Despite the specialisation of chironomids, there are many conditions that limit the number of communities. One of the main factors limiting and determining the life processes of Chironomidae is temperature as each life stage is highly dependent on this factor. The development of eggs, larvae and pupae, nutrition and growth, the emergence of individuals and the ability to fly are all constrained by temperature maxima and minima, beyond which the given processes can no longer take place. Most groups can tolerate low sub-zero temperatures; the temperature below which the development of most species does not occur is −15 °C (Walker and Mathewes, 1989; Płóciennik, 2005). At Krępa, however, our July temperature reconstruction indicates temperatures well above that threshold, so even in case of severe winters, Chironomids should have been able to develop during the warmer periods of the year. Frost tolerance is highest in the Orthocladinae family and lowest in the Tanypodinae family (Danks, 1971). In the case of the Krępa sediments, species of both families were found (e.g. Propsilocerus lacustris-type and Procladius respectively) with Orthocladinae being more abundant than Tanypodinae (57 vs. 5 head capsules) with the highest number of head capsules being preserved during a period with relatively cool summers (15–17 °C).

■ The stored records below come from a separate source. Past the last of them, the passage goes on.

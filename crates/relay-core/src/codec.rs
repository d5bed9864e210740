//! Pluggable per-service codec layers (compression, encryption, framing)
//! composed into an ordered chain: encoding runs the chain in reverse,
//! decoding runs it forward.

use bytes::{Buf, BufMut, Bytes, BytesMut};

use crate::error::CoreError;

/// Result of attempting to decode one frame out of a byte buffer.
pub enum DecodeOutcome {
    /// A full frame was decoded, consuming `consumed` bytes from the front.
    Consumed { consumed: usize, frame: Bytes },
    /// Not enough bytes buffered yet; call again once more data arrives.
    NeedMore,
    /// The buffered bytes can never form a valid frame under this codec.
    Malformed,
}

/// One layer of a codec chain. `encode` takes an already-framed-by-inner-layers
/// payload and wraps it further; `decode` takes raw bytes and attempts to
/// peel one layer off.
pub trait CodecLayer: Send + Sync {
    fn name(&self) -> &'static str;
    fn encode(&self, input: &[u8], out: &mut BytesMut) -> Result<(), CoreError>;
    fn decode(&self, input: &[u8]) -> DecodeOutcome;
}

/// The identity layer: passes bytes through unchanged. Used as a
/// placeholder layer and in tests where framing alone is being
/// exercised.
#[derive(Default)]
pub struct IdentityLayer;

impl CodecLayer for IdentityLayer {
    fn name(&self) -> &'static str {
        "identity"
    }

    fn encode(&self, input: &[u8], out: &mut BytesMut) -> Result<(), CoreError> {
        out.put_slice(input);
        Ok(())
    }

    fn decode(&self, input: &[u8]) -> DecodeOutcome {
        if input.is_empty() {
            DecodeOutcome::NeedMore
        } else {
            DecodeOutcome::Consumed {
                consumed: input.len(),
                frame: Bytes::copy_from_slice(input),
            }
        }
    }
}

/// The default wire framing: a 4-byte big-endian length prefix covering
/// everything after itself, followed by the payload.
pub struct LengthPrefixLayer {
    max_frame_len: usize,
}

impl LengthPrefixLayer {
    pub fn new(max_frame_len: usize) -> Self {
        Self { max_frame_len }
    }
}

impl Default for LengthPrefixLayer {
    fn default() -> Self {
        Self::new(16 * 1024 * 1024)
    }
}

impl CodecLayer for LengthPrefixLayer {
    fn name(&self) -> &'static str {
        "length_prefix"
    }

    fn encode(&self, input: &[u8], out: &mut BytesMut) -> Result<(), CoreError> {
        if input.len() > self.max_frame_len {
            return Err(CoreError::protocol(format!(
                "frame of {} bytes exceeds max {}",
                input.len(),
                self.max_frame_len
            )));
        }
        out.put_u32(input.len() as u32);
        out.put_slice(input);
        Ok(())
    }

    fn decode(&self, input: &[u8]) -> DecodeOutcome {
        if input.len() < 4 {
            return DecodeOutcome::NeedMore;
        }
        let len = (&input[..4]).get_u32() as usize;
        if len > self.max_frame_len {
            return DecodeOutcome::Malformed;
        }
        if input.len() < 4 + len {
            return DecodeOutcome::NeedMore;
        }
        DecodeOutcome::Consumed {
            consumed: 4 + len,
            frame: Bytes::copy_from_slice(&input[4..4 + len]),
        }
    }
}

/// An ordered list of [`CodecLayer`]s applied as one unit: encoding
/// applies layers in reverse (last-registered wraps innermost), decoding
/// applies them forward, so `decode(encode(p)) == p` for a well-formed
/// chain regardless of how many layers it holds.
pub struct CodecChain {
    layers: Vec<Box<dyn CodecLayer>>,
}

impl CodecChain {
    pub fn new(layers: Vec<Box<dyn CodecLayer>>) -> Self {
        Self { layers }
    }

    /// The reference chain: length-prefix framing as the outermost (wire)
    /// layer, wrapping an identity inner layer.
    pub fn identity_length_prefixed(max_frame_len: usize) -> Self {
        Self::new(vec![
            Box::new(LengthPrefixLayer::new(max_frame_len)),
            Box::new(IdentityLayer),
        ])
    }

    pub fn encode(&self, payload: &[u8]) -> Result<Bytes, CoreError> {
        let mut buf = BytesMut::from(payload);
        for layer in self.layers.iter().rev() {
            let mut next = BytesMut::new();
            layer.encode(&buf, &mut next)?;
            buf = next;
        }
        Ok(buf.freeze())
    }

    /// Runs the whole chain forward over `input`, first element (the
    /// outermost, wire-closest layer) to last. Only that first layer can
    /// tell how many raw bytes make up one frame; every layer after it
    /// operates on the already-delimited frame the previous layer
    /// produced.
    pub fn decode(&self, input: &[u8]) -> DecodeOutcome {
        let Some((outermost, inner_layers)) = self.layers.split_first() else {
            return DecodeOutcome::Consumed {
                consumed: input.len(),
                frame: Bytes::copy_from_slice(input),
            };
        };
        let (consumed, mut frame) = match outermost.decode(input) {
            DecodeOutcome::Consumed { consumed, frame } => (consumed, frame),
            other => return other,
        };
        for layer in inner_layers {
            match layer.decode(&frame) {
                DecodeOutcome::Consumed { frame: inner, .. } => frame = inner,
                DecodeOutcome::NeedMore | DecodeOutcome::Malformed => return DecodeOutcome::Malformed,
            }
        }
        DecodeOutcome::Consumed { consumed, frame }
    }
}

Another important factor causing the decline of Chironomidae populations is the lack of oxygen in the water, although this cannot be directly captured by palaeoreconstructions. Instead, low-oxygen conditions are generally only indicated by an abundant occurrence of organic matter in the sediment. Such increases in organic matter commonly increase bacterial respiration and result in oxygen deficiency in the profundal of water bodies (Charlton, 1980; Matzinger et al., 2010; Müller et al., 2012). Another factor limiting the preservation of chironomid head capsules in sediments are mechanical factors that cause damage to the head capsules. For example, Tanypodinae remains are, due to their large size, not very resistant to disintegration and the number of preserved capsules may therefore be smaller (Walker et al., 1984). This would be consistent with our finding of only 5 Tanypodinae individuals in the Krępa sediments across four different depths. The preservation of remains only from the 3rd and 4th larval stages is most likely related to the increased amount of chitin in these developmental stages, making remains of these stages more resistant to disintegration. The remains of Chironomidae may also not be preserved if accumulation rate is low and remains of species from shore habitats could be poorly preserved. However, studies confirm a positive relationship between biocenosis and thanatocoenosis (Iovino, 1975; Walker et al., 1984). The number of generations per year may also affect the abundance of Chironomidae, i.e. subfossils of multivoltine species can be overrepresented compared to bivoltine species, however, it is difficult to determine whether changes in species composition correspond with voltinism (Tokeshi, 1995).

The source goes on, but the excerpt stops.